The year was 1740. The place—St. Petersburg, Russia. My country, corseted, wigged, and powdered on top but still darkly savage at heart, was panting and retching after the marathon Peter the Great had forced her to run. My would-be father, Prince Mikhail Velitzyn, scion of a family ancient and stately, had been transformed into a court jester. He had been forced to wear red-and-white-striped stockings and pretend to be a hen—to brood an imaginary clutch in Empress Anna Ioannovna’s menagerie of dwarfs, cripples, freaks, and victims. This was his punishment for an alleged affair with a Catholic noblewoman.
I’ve never met that woman. She may have never existed. The one whose existence is certain was Avdotia Buzheninova, a jester by birthright and a humpback, whose act was to writhe in a mockery of yearning, to clutch her breast and wail that she was lusting for a husband. The empress loved the gag, they say—so much so that it inflamed her head with an idea of a jester wedding.
That winter was brutal, and generous with precipitation, thus permissive of all manner of arctic entertainment: making snowmen and leaving men out in the snow, sharpening blades of axes and ice skates, freezing little birds and little maids in flight. By January, upon the empress’s whimsical orders, a palace was erected out of ice blocks—the purest crystal blue, ripped out of the Neva River’s winter hide and chiseled to diamond perfection by the empress’s slave architects. Inside the palace was a wedding chamber, a canopy bed on a dais, with heavy drapes half drawn, cascading to the floor—all made of ice.

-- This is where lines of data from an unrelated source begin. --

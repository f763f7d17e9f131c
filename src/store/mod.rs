// src/store/mod.rs
// Append-only chat-turn log over SQLite.

pub mod config;
pub mod profiles;

use anyhow::Result;
use chrono::Utc;
use serde::{Deserialize, Serialize};
use sqlx::sqlite::{SqlitePool, SqlitePoolOptions};
use std::time::Duration;
use uuid::Uuid;

/// Create the SQLite connection pool
pub async fn create_pool(database_url: &str) -> Result<SqlitePool> {
    SqlitePoolOptions::new()
        // SQLite is single-writer, but can have multiple readers
        .max_connections(crate::config::CONFIG.sqlite_max_connections)
        .acquire_timeout(Duration::from_secs(10))
        .connect(database_url)
        .await
        .map_err(|e| anyhow::anyhow!("Failed to connect to database: {}", e))
}

/// Create all tables if they do not exist yet.
///
/// The turn log is append-only: there is no update path, and the only delete
/// path is the administrative bulk delete of a whole conversation.
pub async fn init_schema(pool: &SqlitePool) -> Result<()> {
    sqlx::query(
        r#"
        CREATE TABLE IF NOT EXISTS chat_messages (
            id TEXT PRIMARY KEY,
            session_id TEXT NOT NULL,
            user_id TEXT,
            role TEXT NOT NULL CHECK (role IN ('user', 'model')),
            content TEXT NOT NULL,
            created_at INTEGER NOT NULL
        )
        "#,
    )
    .execute(pool)
    .await?;

    sqlx::query(
        "CREATE INDEX IF NOT EXISTS idx_chat_messages_session ON chat_messages (session_id, created_at)",
    )
    .execute(pool)
    .await?;

    sqlx::query(
        "CREATE INDEX IF NOT EXISTS idx_chat_messages_user ON chat_messages (user_id, created_at)",
    )
    .execute(pool)
    .await?;

    sqlx::query(
        r#"
        CREATE TABLE IF NOT EXISTS config (
            key TEXT PRIMARY KEY,
            value TEXT NOT NULL
        )
        "#,
    )
    .execute(pool)
    .await?;

    sqlx::query(
        r#"
        CREATE TABLE IF NOT EXISTS profiles (
            id TEXT PRIMARY KEY,
            full_name TEXT,
            company_name TEXT,
            email TEXT NOT NULL
        )
        "#,
    )
    .execute(pool)
    .await?;

    sqlx::query(
        r#"
        CREATE TABLE IF NOT EXISTS auth_tokens (
            token TEXT PRIMARY KEY,
            user_id TEXT NOT NULL
        )
        "#,
    )
    .execute(pool)
    .await?;

    Ok(())
}

/// Who authored a turn.
#[derive(Debug, Clone, Copy, PartialEq, Eq, Serialize, Deserialize)]
#[serde(rename_all = "lowercase")]
pub enum Role {
    User,
    Model,
}

impl Role {
    pub fn as_str(&self) -> &'static str {
        match self {
            Role::User => "user",
            Role::Model => "model",
        }
    }

    pub fn parse(s: &str) -> Option<Self> {
        match s {
            "user" => Some(Role::User),
            "model" => Some(Role::Model),
            _ => None,
        }
    }
}

/// One persisted exchange leg. Immutable once written.
#[derive(Debug, Clone, Serialize)]
pub struct ChatTurn {
    pub id: String,
    pub session_id: String,
    pub user_id: Option<String>,
    pub role: Role,
    pub content: String,
    /// Server-assigned, unix milliseconds, non-decreasing per insert.
    pub created_at: i64,
}

/// Writes one row per exchange leg into the shared turn log.
#[derive(Clone)]
pub struct MessageStore {
    pool: SqlitePool,
}

impl MessageStore {
    pub fn new(pool: SqlitePool) -> Self {
        Self { pool }
    }

    pub fn pool(&self) -> &SqlitePool {
        &self.pool
    }

    /// Insert exactly one turn. Callers on the widget path deliberately
    /// log-and-drop the error so a storage failure never blocks the chat.
    pub async fn append_turn(
        &self,
        session_id: &str,
        user_id: Option<&str>,
        role: Role,
        content: &str,
    ) -> Result<()> {
        sqlx::query(
            r#"
            INSERT INTO chat_messages (id, session_id, user_id, role, content, created_at)
            VALUES (?, ?, ?, ?, ?, ?)
            "#,
        )
        .bind(Uuid::new_v4().to_string())
        .bind(session_id)
        .bind(user_id)
        .bind(role.as_str())
        .bind(content)
        .bind(Utc::now().timestamp_millis())
        .execute(&self.pool)
        .await?;
        Ok(())
    }

    /// Administrative bulk delete of every turn sharing the session id.
    /// Returns how many rows were removed.
    pub async fn delete_conversation(&self, session_id: &str) -> Result<u64> {
        let result = sqlx::query("DELETE FROM chat_messages WHERE session_id = ?")
            .bind(session_id)
            .execute(&self.pool)
            .await?;
        Ok(result.rows_affected())
    }
}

The wedding opened with festivals and masquerades. Dwarfs trumpeted
and freaks paraded. A procession followed, and at its head strode the empress herself, dressed as the Queen of Sheba. She danced, quaking her regal fat, perspiring in her sleeveless gown. She led my parents to the wedding chamber, gave them the blessing, and locked them up for the night.
Idle tongues used to say it was for fear of being left forever inside the frosty chamber that my parents fulfilled their connubial duty. But what do they know of ice, those idle tongues? No one but an abused prince and his slave bride know how fingers, skin taut with cold, nail beds bruise-blue, climb into warm recesses of the flesh, hiding from frostbite. How sweat and tears freeze and join with ice, becoming part of the curtain, part of the bed. How flesh shivers, giving its seed up as the last drop of oil for the dying fire in a night that is as long as winter. How dawn glows through the walls of ice, and lights up the cavern, and finds them fused together, clinging to the residual warmth of each other’s blood.